- **ASSIGNMENT**: Work out how many lines in the data include the string "struct"; reply with that number alone.

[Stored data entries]
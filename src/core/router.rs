//! Routes child-exit notifications to the live session's reader
//!
//! The `SIGCHLD` watcher has no access to the session; it only knows this
//! process-wide registry. The main loop registers its reader when it starts
//! and clears the registration right before stopping the reader, so a late
//! notification during teardown finds nothing and does nothing.

use std::sync::{Mutex, MutexGuard};

use tracing::trace;

use super::reader::ReaderWaker;

static GLOBAL: CancellationRouter = CancellationRouter::new();

/// Lock-protected "currently active reader" slot
pub struct CancellationRouter {
    active: Mutex<Option<ReaderWaker>>,
}

impl CancellationRouter {
    pub const fn new() -> Self {
        Self {
            active: Mutex::new(None),
        }
    }

    /// The registry shared by the whole process
    pub fn global() -> &'static CancellationRouter {
        &GLOBAL
    }

    /// Make `waker` the target of future notifications
    pub fn register_active(&self, waker: ReaderWaker) {
        *self.lock() = Some(waker);
    }

    /// Interrupt the active reader, if there is one
    pub fn notify(&self) {
        match self.lock().as_ref() {
            Some(waker) => waker.interrupt(),
            None => trace!("notification with no active session"),
        }
    }

    /// Forget the active reader
    pub fn clear_active(&self) {
        self.lock().take();
    }

    /// Whether a reader is currently registered
    #[allow(dead_code)]
    pub fn has_active(&self) -> bool {
        self.lock().is_some()
    }

    fn lock(&self) -> MutexGuard<'_, Option<ReaderWaker>> {
        self.active.lock().unwrap_or_else(|poisoned| poisoned.into_inner())
    }
}

impl Default for CancellationRouter {
    fn default() -> Self {
        Self::new()
    }
}

#[cfg(test)]
pub(crate) mod tests {
    use super::*;
    use crate::core::pty::tests::cloexec_pipe;
    use crate::core::pty::{PtyChunk, PtyReader, PtySource, Result as PtyResult};
    use crate::core::reader::ReaderThread;
    use std::sync::atomic::{AtomicUsize, Ordering};
    use std::sync::Arc;
    use std::thread;
    use std::time::{Duration, Instant};

    /// Pipe-backed source that counts how many reads were started
    pub(crate) struct CountingSource {
        inner: PtyReader,
        reads: Arc<AtomicUsize>,
    }

    impl PtySource for CountingSource {
        fn read_chunk(&mut self) -> PtyResult<PtyChunk> {
            self.reads.fetch_add(1, Ordering::SeqCst);
            self.inner.read_chunk()
        }
    }

    pub(crate) fn blocked_reader() -> (ReaderThread, Arc<AtomicUsize>, std::os::fd::OwnedFd) {
        let (rx, tx) = cloexec_pipe();
        let reads = Arc::new(AtomicUsize::new(0));
        let source = CountingSource {
            inner: PtyReader::from_fd(rx),
            reads: reads.clone(),
        };
        let reader = ReaderThread::spawn(source).unwrap();
        wait_until(|| reads.load(Ordering::SeqCst) >= 1);
        // Give the thread time to actually enter read(2).
        thread::sleep(Duration::from_millis(50));
        (reader, reads, tx)
    }

    pub(crate) fn wait_until(condition: impl Fn() -> bool) -> bool {
        let deadline = Instant::now() + Duration::from_secs(5);
        while Instant::now() < deadline {
            if condition() {
                return true;
            }
            thread::sleep(Duration::from_millis(5));
        }
        false
    }

    #[test]
    fn test_notify_without_session_is_noop() {
        let router = CancellationRouter::new();
        router.notify();
        router.clear_active();
        router.notify();
        assert!(!router.has_active());
    }

    #[test]
    fn test_notify_wakes_active_reader() {
        let router = CancellationRouter::new();
        let (reader, reads, _tx) = blocked_reader();
        let before = reads.load(Ordering::SeqCst);

        router.register_active(reader.waker());
        assert!(router.has_active());
        router.notify();

        // The interrupted read returns empty and the loop reads again.
        assert!(wait_until(|| reads.load(Ordering::SeqCst) > before));
        assert!(!reader.is_done());
    }

    #[test]
    fn test_clear_active_stops_delivery() {
        let router = CancellationRouter::new();
        let (mut reader, reads, _tx) = blocked_reader();

        router.register_active(reader.waker());
        router.clear_active();
        let before = reads.load(Ordering::SeqCst);
        router.notify();
        thread::sleep(Duration::from_millis(100));
        assert_eq!(reads.load(Ordering::SeqCst), before);

        reader.stop();
    }

    #[test]
    fn test_stale_waker_after_teardown() {
        let router = CancellationRouter::new();
        let (mut reader, _reads, _tx) = blocked_reader();

        router.register_active(reader.waker());
        reader.stop();
        // Registration left in place; stop() disarmed the waker.
        router.notify();
        router.clear_active();
    }

    #[test]
    fn test_global_is_shared() {
        assert!(std::ptr::eq(CancellationRouter::global(), CancellationRouter::global()));
    }
}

- **SOLUTION FOR THIS PROBLEM**: 2